### TASK OBJECTIVE:
Return the listing below in full, exactly.
- Opening Delimiter -
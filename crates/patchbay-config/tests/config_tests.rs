// SPDX-FileCopyrightText: 2026 Patchbay Contributors
// SPDX-License-Identifier: MIT OR Apache-2.0

//! Integration tests for the Patchbay configuration system.

use patchbay_config::diagnostic::{ConfigError, suggest_key};
use patchbay_config::{
    Config, PLUGINS_KEY, load_and_validate, load_and_validate_str, load_config,
    load_config_from_path, load_config_from_str, save_config,
};
use serde_json::json;
use serial_test::serial;

/// Valid TOML with plugin-namespaced keys deserializes successfully.
#[test]
fn valid_toml_deserializes_into_config() {
    let toml = r#"
PLUGINS = ["discovery", "mfe"]
MFE_HOST = "apps.local.overhang.io"
MFE_PORT = 2000
DISCOVERY_MYSQL_DATABASE = "discovery"

[MFE_EXTRA]
theme = "dark"
"#;

    let config = load_config_from_str(toml).expect("valid TOML should deserialize");
    assert_eq!(config.enabled_plugins().unwrap(), vec!["discovery", "mfe"]);
    assert_eq!(
        config.get("MFE_HOST"),
        Some(&json!("apps.local.overhang.io"))
    );
    assert_eq!(config.get("MFE_PORT"), Some(&json!(2000)));
    assert_eq!(config.get("MFE_EXTRA"), Some(&json!({"theme": "dark"})));
}

/// Missing config file under the root yields an empty configuration.
#[test]
#[serial]
fn missing_config_file_silently_skipped() {
    let dir = tempfile::tempdir().unwrap();
    let config = load_config(dir.path()).expect("missing file should be skipped");
    assert!(config.enabled_plugins().unwrap().is_empty());
}

/// `PATCHBAY_PLUGINS` overrides the list stored in config.toml, keeping key case.
#[test]
#[serial]
fn env_var_overrides_plugins() {
    let dir = tempfile::tempdir().unwrap();
    let path = dir.path().join("config.toml");
    std::fs::write(&path, "PLUGINS = [\"alpha\"]\nALPHA_HOST = \"from-toml\"\n").unwrap();

    // SAFETY: guarded by #[serial]; no other test thread touches the environment.
    unsafe {
        std::env::set_var("PATCHBAY_PLUGINS", r#"["alpha", "beta"]"#);
        std::env::set_var("PATCHBAY_ALPHA_HOST", "from-env");
    }
    let result = load_config_from_path(&path);
    unsafe {
        std::env::remove_var("PATCHBAY_PLUGINS");
        std::env::remove_var("PATCHBAY_ALPHA_HOST");
    }

    let config = result.expect("env overrides should merge");
    assert_eq!(config.enabled_plugins().unwrap(), vec!["alpha", "beta"]);
    assert_eq!(config.get("ALPHA_HOST"), Some(&json!("from-env")));
}

/// Figment layering can also be driven directly, as the CLI does for overrides.
#[test]
fn figment_merge_overrides_key() {
    use figment::{
        Figment,
        providers::{Format, Serialized, Toml},
    };

    let config: Config = Figment::new()
        .merge(Serialized::defaults(Config::default()))
        .merge(Toml::string("ALPHA_HOST = \"from-toml\""))
        .merge(("ALPHA_HOST", "override"))
        .extract()
        .expect("should merge override");

    assert_eq!(config.get("ALPHA_HOST"), Some(&json!("override")));
}

#[test]
fn load_and_validate_accepts_plugin_list() {
    let config = load_and_validate_str("PLUGINS = [\"alpha\"]").expect("should validate");
    assert_eq!(config.enabled_plugins().unwrap(), vec!["alpha"]);
}

#[test]
fn load_and_validate_rejects_scalar_plugins() {
    let errors = load_and_validate_str("PLUGINS = \"alpha\"").unwrap_err();
    assert!(
        errors
            .iter()
            .any(|e| matches!(e, ConfigError::InvalidType { key, .. } if key == PLUGINS_KEY))
    );
}

#[test]
fn load_and_validate_reports_syntax_errors() {
    let errors = load_and_validate_str("PLUGINS = [\"alpha\"").unwrap_err();
    assert_eq!(errors.len(), 1);
}

#[test]
#[serial]
fn saved_config_round_trips_through_root() {
    let dir = tempfile::tempdir().unwrap();
    let mut config = Config::new();
    config.set(PLUGINS_KEY, json!(["alpha"]));
    config.set("ALPHA_FLAGS", json!({"debug": true}));
    save_config(&dir.path().join("config.toml"), &config).unwrap();

    let loaded = load_and_validate(dir.path()).expect("saved config should load");
    assert_eq!(loaded, config);
}

#[test]
fn diagnostic_suggests_installed_plugin() {
    assert_eq!(
        suggest_key("discovry", &["discovery", "ecommerce"]),
        Some("discovery".to_string())
    );
}

#[test]
fn config_error_implements_diagnostic() {
    use miette::Diagnostic;

    let err = ConfigError::unknown_plugin("ecommrce", &["ecommerce"]);
    let code = err.code().map(|c| c.to_string());
    assert_eq!(code.as_deref(), Some("patchbay::plugins::not_installed"));
}

#[test]
fn config_error_renders_with_miette() {
    use miette::GraphicalReportHandler;

    let err = ConfigError::unknown_plugin("ecommrce", &["ecommerce"]);
    let mut buf = String::new();
    GraphicalReportHandler::new()
        .render_report(&mut buf, &err)
        .expect("should render");
    assert!(buf.contains("ecommrce"));
    assert!(buf.contains("did you mean `ecommerce`"));
}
- Closing Delimiter -
### EXERCISE OUTPUT:
filename crates/patchbay-config/tests/config_tests.rs
// SPDX-FileCopyrightText: 2026 Patchbay Contributors
// SPDX-License-Identifier: MIT OR Apache-2.0

//! Integration tests for the Patchbay configuration system.

use patchbay_config::diagnostic::{ConfigError, suggest_key};
use patchbay_config::{
    Config, PLUGINS_KEY, load_and_validate, load_and_validate_str, load_config,
    load_config_from_path, load_config_from_str, save_config,
};
use serde_json::json;
use serial_test::serial;

/// Valid TOML with plugin-namespaced keys deserializes successfully.
#[test]
fn valid_toml_deserializes_into_config() {
    let toml = r#"
PLUGINS = ["discovery", "mfe"]
MFE_HOST = "apps.local.overhang.io"
MFE_PORT = 2000
DISCOVERY_MYSQL_DATABASE = "discovery"

[MFE_EXTRA]
theme = "dark"
"#;

    let config = load_config_from_str(toml).expect("valid TOML should deserialize");
    assert_eq!(config.enabled_plugins().unwrap(), vec!["discovery", "mfe"]);
    assert_eq!(
        config.get("MFE_HOST"),
        Some(&json!("apps.local.overhang.io"))
    );
    assert_eq!(config.get("MFE_PORT"), Some(&json!(2000)));
    assert_eq!(config.get("MFE_EXTRA"), Some(&json!({"theme": "dark"})));
}

/// Missing config file under the root yields an empty configuration.
#[test]
#[serial]
fn missing_config_file_silently_skipped() {
    let dir = tempfile::tempdir().unwrap();
    let config = load_config(dir.path()).expect("missing file should be skipped");
    assert!(config.enabled_plugins().unwrap().is_empty());
}

/// `PATCHBAY_PLUGINS` overrides the list stored in config.toml, keeping key case.
#[test]
#[serial]
fn env_var_overrides_plugins() {
    let dir = tempfile::tempdir().unwrap();
    let path = dir.path().join("config.toml");
    std::fs::write(&path, "PLUGINS = [\"alpha\"]\nALPHA_HOST = \"from-toml\"\n").unwrap();

    // SAFETY: guarded by #[serial]; no other test thread touches the environment.
    unsafe {
        std::env::set_var("PATCHBAY_PLUGINS", r#"["alpha", "beta"]"#);
        std::env::set_var("PATCHBAY_ALPHA_HOST", "from-env");
    }
    let result = load_config_from_path(&path);
    unsafe {
        std::env::remove_var("PATCHBAY_PLUGINS");
        std::env::remove_var("PATCHBAY_ALPHA_HOST");
    }

    let config = result.expect("env overrides should merge");
    assert_eq!(config.enabled_plugins().unwrap(), vec!["alpha", "beta"]);
    assert_eq!(config.get("ALPHA_HOST"), Some(&json!("from-env")));
}

/// Figment layering can also be driven directly, as the CLI does for overrides.
#[test]
fn figment_merge_overrides_key() {
    use figment::{
        Figment,
        providers::{Format, Serialized, Toml},
    };

    let config: Config = Figment::new()
        .merge(Serialized::defaults(Config::default()))
        .merge(Toml::string("ALPHA_HOST = \"from-toml\""))
        .merge(("ALPHA_HOST", "override"))
        .extract()
        .expect("should merge override");

    assert_eq!(config.get("ALPHA_HOST"), Some(&json!("override")));
}

#[test]
fn load_and_validate_accepts_plugin_list() {
    let config = load_and_validate_str("PLUGINS = [\"alpha\"]").expect("should validate");
    assert_eq!(config.enabled_plugins().unwrap(), vec!["alpha"]);
}

#[test]
fn load_and_validate_rejects_scalar_plugins() {
    let errors = load_and_validate_str("PLUGINS = \"alpha\"").unwrap_err();
    assert!(
        errors
            .iter()
            .any(|e| matches!(e, ConfigError::InvalidType { key, .. } if key == PLUGINS_KEY))
    );
}

#[test]
fn load_and_validate_reports_syntax_errors() {
    let errors = load_and_validate_str("PLUGINS = [\"alpha\"").unwrap_err();
    assert_eq!(errors.len(), 1);
}

#[test]
#[serial]
fn saved_config_round_trips_through_root() {
    let dir = tempfile::tempdir().unwrap();
    let mut config = Config::new();
    config.set(PLUGINS_KEY, json!(["alpha"]));
    config.set("ALPHA_FLAGS", json!({"debug": true}));
    save_config(&dir.path().join("config.toml"), &config).unwrap();

    let loaded = load_and_validate(dir.path()).expect("saved config should load");
    assert_eq!(loaded, config);
}

#[test]
fn diagnostic_suggests_installed_plugin() {
    assert_eq!(
        suggest_key("discovry", &["discovery", "ecommerce"]),
        Some("discovery".to_string())
    );
}

#[test]
fn config_error_implements_diagnostic() {
    use miette::Diagnostic;

    let err = ConfigError::unknown_plugin("ecommrce", &["ecommerce"]);
    let code = err.code().map(|c| c.to_string());
    assert_eq!(code.as_deref(), Some("patchbay::plugins::not_installed"));
}

#[test]
fn config_error_renders_with_miette() {
    use miette::GraphicalReportHandler;

    let err = ConfigError::unknown_plugin("ecommrce", &["ecommerce"]);
    let mut buf = String::new();
    GraphicalReportHandler::new()
        .render_report(&mut buf, &err)
        .expect("should render");
    assert!(buf.contains("ecommrce"));
    assert!(buf.contains("did you mean `ecommerce`"));
}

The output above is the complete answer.